TITLE: Modular-E: A Logic for Assimilating Unexpected Observations Along a Time Line
SPEAKER: Rob Miller, UCL
DATE, TIME AND PLACE: Monday 18 June at 2pm in Room 1.03, UCL Department of Computer Science
Modular-E (ME) is a specialized logic for reasoning about actions and events. It allows the user to express general knowledge about the effects of actions, and then use this knowledge to predict the outcome of a particular series of actions along a time line. The actions in question may be executed concurrently and may be nondeterministic. This talk describes how Modular-E can be extended to that it can also assimilate new knowledge that arrives in the form of observations along the time line, in particular when these observations apparently conflict with its original predictions. The problem of assimilating such observations is sometimes referred to in the AI literature as the "qualification problem". [presentation in pdf format]
TITLE: A Quantitative Trust Model for Negotiating Agents: An Argumentation and Reputation-based Approach
SPEAKER: Jamal Bentahar, Concordia University, Canada
DATE, TIME AND PLACE: Friday 8 June at 2pm in Studio B, Huxley Building, Department of Computing, Imperial College London, 180 Queen's Gate, London SW7 2BZ
In this talk, a quantitative trust model for argumentation-based negotiating agents will be presented. The purpose of such a model is to provide a secure environment for agent negotiation within multi-agent systems. In this model, agents are equipped with reasoning capabilities allowing them to interact with each other using logic-based dialogue games. Also, they can reason about the reputation of each other using their argumentation systems. The reputation is dealt with as a quantitative value computed using a set of parameters based on the interaction histories and the notion of social networks. The formulation, algorithmic description, and computational complexity of this model will be addressed.

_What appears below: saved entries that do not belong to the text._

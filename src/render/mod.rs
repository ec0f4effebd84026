//! Scene rendering.
//!
//! Each frame runs in two steps:
//!
//! 1. [`Renderer::prepare`] walks the snapshot, makes sure every geometry,
//!    texture, program, pipeline and material a shape names is cached,
//!    brings instance buffers up to date and uploads the uniform blocks.
//! 2. [`Renderer::draw_scene`] records one render pass that issues a draw per
//!    shape, in object order then shape order, against the cached resources.
//!
//! Nothing is created while recording, so a frame either fails during
//! `prepare` or draws completely.

pub mod cache;
pub mod device;
pub mod pipeline;
pub mod shaders;
pub mod uniforms;
pub mod wgpu_device;

pub use cache::{CacheStats, ResourceCache};
pub use device::RenderDevice;
pub use wgpu_device::WgpuDevice;

use std::num::NonZeroU64;

use glam::Mat4;

use crate::config::AssetsSection;
use crate::error::Result;
use crate::game::FrameSnapshot;
use crate::geometry::GeometryKind;
use crate::gpu::GpuContext;
use crate::object::GameObject;
use crate::shape::{Instance, Material, RenderMode};
use uniforms::{DRAW_UNIFORM_STRIDE, DrawUniforms, FrameUniforms, LightUniforms, pack_draws};

/// Cornflower blue.
pub const CLEAR_COLOUR: wgpu::Color = wgpu::Color {
    r: 0.392,
    g: 0.584,
    b: 0.929,
    a: 1.0,
};

const INITIAL_DRAW_CAPACITY: usize = 16;

/// One shape's draw for this frame.
#[derive(Clone, Debug, PartialEq)]
pub struct DrawCommand {
    pub object: String,
    pub shape: String,
    pub geometry: GeometryKind,
    pub material: Material,
    pub mode: RenderMode,
    pub world: Mat4,
}

/// Flattens the object list into draws, preserving object then shape order.
pub fn build_commands(objects: &[GameObject]) -> Vec<DrawCommand> {
    let mut commands = Vec::new();
    for object in objects {
        for (shape, world) in object.shapes_with_world() {
            commands.push(DrawCommand {
                object: object.name().to_owned(),
                shape: shape.name().to_owned(),
                geometry: shape.geometry(),
                material: shape.material().clone(),
                mode: shape.mode(),
                world,
            });
        }
    }
    commands
}

pub struct Renderer {
    cache: ResourceCache<WgpuDevice>,
    frame_buffer: wgpu::Buffer,
    light_buffer: wgpu::Buffer,
    frame_bind_group: wgpu::BindGroup,
    draw_buffer: wgpu::Buffer,
    draw_bind_group: wgpu::BindGroup,
    draw_capacity: usize,
    /// A single zero offset, bound in slot 1 for shapes without instances.
    single_instance: wgpu::Buffer,
    commands: Vec<DrawCommand>,
}

impl Renderer {
    pub fn new(gpu: &GpuContext, assets: AssetsSection) -> Self {
        use wgpu::util::DeviceExt;

        let device = WgpuDevice::new(gpu, assets);

        let frame_buffer = gpu.device.create_buffer(&wgpu::BufferDescriptor {
            label: Some("Frame Uniforms"),
            size: std::mem::size_of::<FrameUniforms>() as u64,
            usage: wgpu::BufferUsages::UNIFORM | wgpu::BufferUsages::COPY_DST,
            mapped_at_creation: false,
        });
        let light_buffer = gpu.device.create_buffer(&wgpu::BufferDescriptor {
            label: Some("Light Uniforms"),
            size: std::mem::size_of::<LightUniforms>() as u64,
            usage: wgpu::BufferUsages::UNIFORM | wgpu::BufferUsages::COPY_DST,
            mapped_at_creation: false,
        });
        let frame_bind_group = gpu.device.create_bind_group(&wgpu::BindGroupDescriptor {
            label: Some("Frame Bind Group"),
            layout: device.frame_layout(),
            entries: &[
                wgpu::BindGroupEntry {
                    binding: 0,
                    resource: frame_buffer.as_entire_binding(),
                },
                wgpu::BindGroupEntry {
                    binding: 1,
                    resource: light_buffer.as_entire_binding(),
                },
            ],
        });

        let (draw_buffer, draw_bind_group) =
            create_draw_buffer(&gpu.device, device.draw_layout(), INITIAL_DRAW_CAPACITY);

        let single_instance = gpu
            .device
            .create_buffer_init(&wgpu::util::BufferInitDescriptor {
                label: Some("Single Instance"),
                contents: bytemuck::bytes_of(&Instance::new(0.0, 0.0, 0.0)),
                usage: wgpu::BufferUsages::VERTEX,
            });

        Self {
            cache: ResourceCache::new(device),
            frame_buffer,
            light_buffer,
            frame_bind_group,
            draw_buffer,
            draw_bind_group,
            draw_capacity: INITIAL_DRAW_CAPACITY,
            single_instance,
            commands: Vec::new(),
        }
    }

    /// Resolves every resource the snapshot needs and uploads this frame's
    /// uniforms and instance data.
    pub fn prepare(&mut self, gpu: &GpuContext, snapshot: &FrameSnapshot) -> Result<()> {
        let frame = FrameUniforms::new(snapshot.camera, snapshot.scaled_time);
        gpu.queue
            .write_buffer(&self.frame_buffer, 0, bytemuck::bytes_of(&frame));
        let lights = LightUniforms::new(snapshot.lights);
        gpu.queue
            .write_buffer(&self.light_buffer, 0, bytemuck::bytes_of(&lights));

        for object in snapshot.objects {
            for shape in object.shapes() {
                self.cache.ensure_geometry(shape.geometry())?;
                self.cache.ensure_material(shape.material())?;
                self.cache
                    .ensure_pipeline(&shape.material().shader, shape.mode())?;
                // once instanced, a shape keeps drawing per instance even at zero
                let cached = self.cache.instances(object.name(), shape.name());
                if shape.is_instanced() || cached.is_some() {
                    self.cache
                        .sync_instances(object.name(), shape.name(), shape.instances())?;
                }
            }
        }

        self.commands = build_commands(snapshot.objects);
        let draws: Vec<DrawUniforms> = self
            .commands
            .iter()
            .map(|command| DrawUniforms::new(command.world))
            .collect();
        self.ensure_draw_capacity(gpu, draws.len());
        if !draws.is_empty() {
            gpu.queue
                .write_buffer(&self.draw_buffer, 0, &pack_draws(&draws));
        }

        log::trace!("Prepared {} draws", self.commands.len());
        Ok(())
    }

    fn ensure_draw_capacity(&mut self, gpu: &GpuContext, count: usize) {
        if count <= self.draw_capacity {
            return;
        }
        let capacity = count.next_power_of_two();
        let layout = self.cache.device().draw_layout();
        let (buffer, bind_group) = create_draw_buffer(&gpu.device, layout, capacity);
        self.draw_buffer = buffer;
        self.draw_bind_group = bind_group;
        self.draw_capacity = capacity;
        log::debug!("Grew draw uniform buffer to {capacity} draws");
    }

    /// Records the scene pass into `encoder`: clear, then one draw per shape.
    pub fn draw_scene(
        &self,
        encoder: &mut wgpu::CommandEncoder,
        view: &wgpu::TextureView,
        depth_view: &wgpu::TextureView,
    ) {
        let mut render_pass = encoder.begin_render_pass(&wgpu::RenderPassDescriptor {
            label: Some("Scene Pass"),
            color_attachments: &[Some(wgpu::RenderPassColorAttachment {
                view,
                resolve_target: None,
                ops: wgpu::Operations {
                    load: wgpu::LoadOp::Clear(CLEAR_COLOUR),
                    store: wgpu::StoreOp::Store,
                },
                depth_slice: None,
            })],
            depth_stencil_attachment: Some(wgpu::RenderPassDepthStencilAttachment {
                view: depth_view,
                depth_ops: Some(wgpu::Operations {
                    load: wgpu::LoadOp::Clear(1.0),
                    store: wgpu::StoreOp::Store,
                }),
                stencil_ops: None,
            }),
            timestamp_writes: None,
            occlusion_query_set: None,
        });

        render_pass.set_bind_group(0, &self.frame_bind_group, &[]);

        for (i, command) in self.commands.iter().enumerate() {
            let (Some(pipeline), Some(material), Some(geometry)) = (
                self.cache.pipeline(&command.material.shader, command.mode),
                self.cache.material(&command.material),
                self.cache.geometry(command.geometry),
            ) else {
                log::warn!(
                    "Skipping {}/{}: not prepared",
                    command.object,
                    command.shape
                );
                continue;
            };

            let instances = self.cache.instances(&command.object, &command.shape);
            let (instance_buffer, instance_count) = match instances {
                Some(entry) => (&entry.buffer, entry.count() as u32),
                None => (&self.single_instance, 1),
            };
            if instance_count == 0 {
                continue;
            }

            let offset = (i as u64 * DRAW_UNIFORM_STRIDE) as u32;
            render_pass.set_pipeline(pipeline);
            render_pass.set_bind_group(1, &self.draw_bind_group, &[offset]);
            render_pass.set_bind_group(2, material, &[]);
            render_pass.set_vertex_buffer(0, geometry.buffers.vertex.slice(..));
            render_pass.set_vertex_buffer(1, instance_buffer.slice(..));
            render_pass
                .set_index_buffer(geometry.buffers.index.slice(..), wgpu::IndexFormat::Uint32);
            render_pass.draw_indexed(0..geometry.index_count, 0, 0..instance_count);
        }
    }

    pub fn stats(&self) -> CacheStats {
        self.cache.stats()
    }

    /// Releases every cached GPU resource.
    pub fn cleanup(&mut self) -> CacheStats {
        self.commands.clear();
        self.cache.cleanup()
    }
}

fn create_draw_buffer(
    device: &wgpu::Device,
    layout: &wgpu::BindGroupLayout,
    capacity: usize,
) -> (wgpu::Buffer, wgpu::BindGroup) {
    let buffer = device.create_buffer(&wgpu::BufferDescriptor {
        label: Some("Draw Uniforms"),
        size: capacity as u64 * DRAW_UNIFORM_STRIDE,
        usage: wgpu::BufferUsages::UNIFORM | wgpu::BufferUsages::COPY_DST,
        mapped_at_creation: false,
    });
    let bind_group = device.create_bind_group(&wgpu::BindGroupDescriptor {
        label: Some("Draw Bind Group"),
        layout,
        entries: &[wgpu::BindGroupEntry {
            binding: 0,
            resource: wgpu::BindingResource::Buffer(wgpu::BufferBinding {
                buffer: &buffer,
                offset: 0,
                size: NonZeroU64::new(std::mem::size_of::<DrawUniforms>() as u64),
            }),
        }],
    });
    (buffer, bind_group)
}

#[cfg(test)]
mod tests {
    use super::*;
    use crate::shape::Shape;
    use crate::transform::Transform;
    use glam::Vec3;

    fn scene() -> Vec<GameObject> {
        let mut sky = GameObject::new("Environment");
        sky.add_shape(
            Shape::new(
                "Skybox",
                GeometryKind::Box,
                Material::new("environment").diffuse("desertSkybox.dds"),
            )
            .with_mode(RenderMode::Environment),
        );

        let origin = Vec3::new(-60.0, 3.0, 0.0);
        let mut rocket = GameObject::new("Rocket")
            .with_transform(Transform::new().with_translation(origin));
        rocket.add_shape(Shape::new(
            "RocketBody",
            GeometryKind::Cylinder,
            Material::new("parallax"),
        ));
        let cone = Shape::new("RocketCone", GeometryKind::Cone, Material::new("chrome"))
            .with_transform(Transform::new().with_translation(Vec3::new(0.0, 3.0, 0.0)));
        rocket.add_shape(cone);
        vec![sky, rocket]
    }

    #[test]
    fn commands_follow_object_then_shape_order() {
        let commands = build_commands(&scene());
        let names: Vec<_> = commands
            .iter()
            .map(|c| (c.object.as_str(), c.shape.as_str()))
            .collect();
        assert_eq!(names.len(), 3);
        assert_eq!(names[0], ("Environment", "Skybox"));
        assert_eq!(names[1], ("Rocket", "RocketBody"));
        assert_eq!(names[2], ("Rocket", "RocketCone"));
        assert_eq!(commands[0].mode, RenderMode::Environment);
        assert_eq!(commands[2].geometry, GeometryKind::Cone);
    }

    #[test]
    fn command_world_is_object_times_local() {
        let commands = build_commands(&scene());
        let cone = commands[2].world.w_axis.truncate();
        assert!(cone.abs_diff_eq(Vec3::new(-60.0, 6.0, 0.0), 1e-5));
    }

    #[test]
    fn empty_scene_has_no_commands() {
        assert!(build_commands(&[]).is_empty());
        assert!(build_commands(&[GameObject::new("Empty")]).is_empty());
    }
}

TITLE: Argumentation Framework for Decision Making
SPEAKER: Maxime Morge, Pisa University
DATE, TIME AND PLACE: Friday 30 March at 12 noon in Room 343 Huxley Building, Department of Computing, Imperial College London, 180 Queen's Gate, London SW7 2BZ
Since a decision can be resolved by confronting and evaluating the justifications of different positions, argumentation can support such a process. This is the reason why many works in the area of Artificial Intelligence focus on computational models of argumentation. In particular, nonmonotonic logic techniques have been used as a model with hierarchies of possibly conflicting rules. However, even if modern techniques are used, this logical approach is still limited to the epistemic reasoning. The point is that a decision is not limited to draw conclusions. For this purpose, we propose an argumentation framework for practical reasoning. A logic language is used as a concrete data structure for holding the statements like knowledge, goals, actions. Different priorities are attached to these items corresponding to the user's preferences, the likelihood of the knowledge and the credibility of alternatives. These concrete data structures consist of information providing the backbone of arguments. Due to the abductive nature of decision making, arguments are built by reasoning backwards. Moreover, arguments are defined as tree-like structures. In this way, our framework suggests some solutions and provides an intelligible explanation of this choice.
This work is supported by the Sixth Framework IST programme of the EC, under the 035200 ARGUGRID project.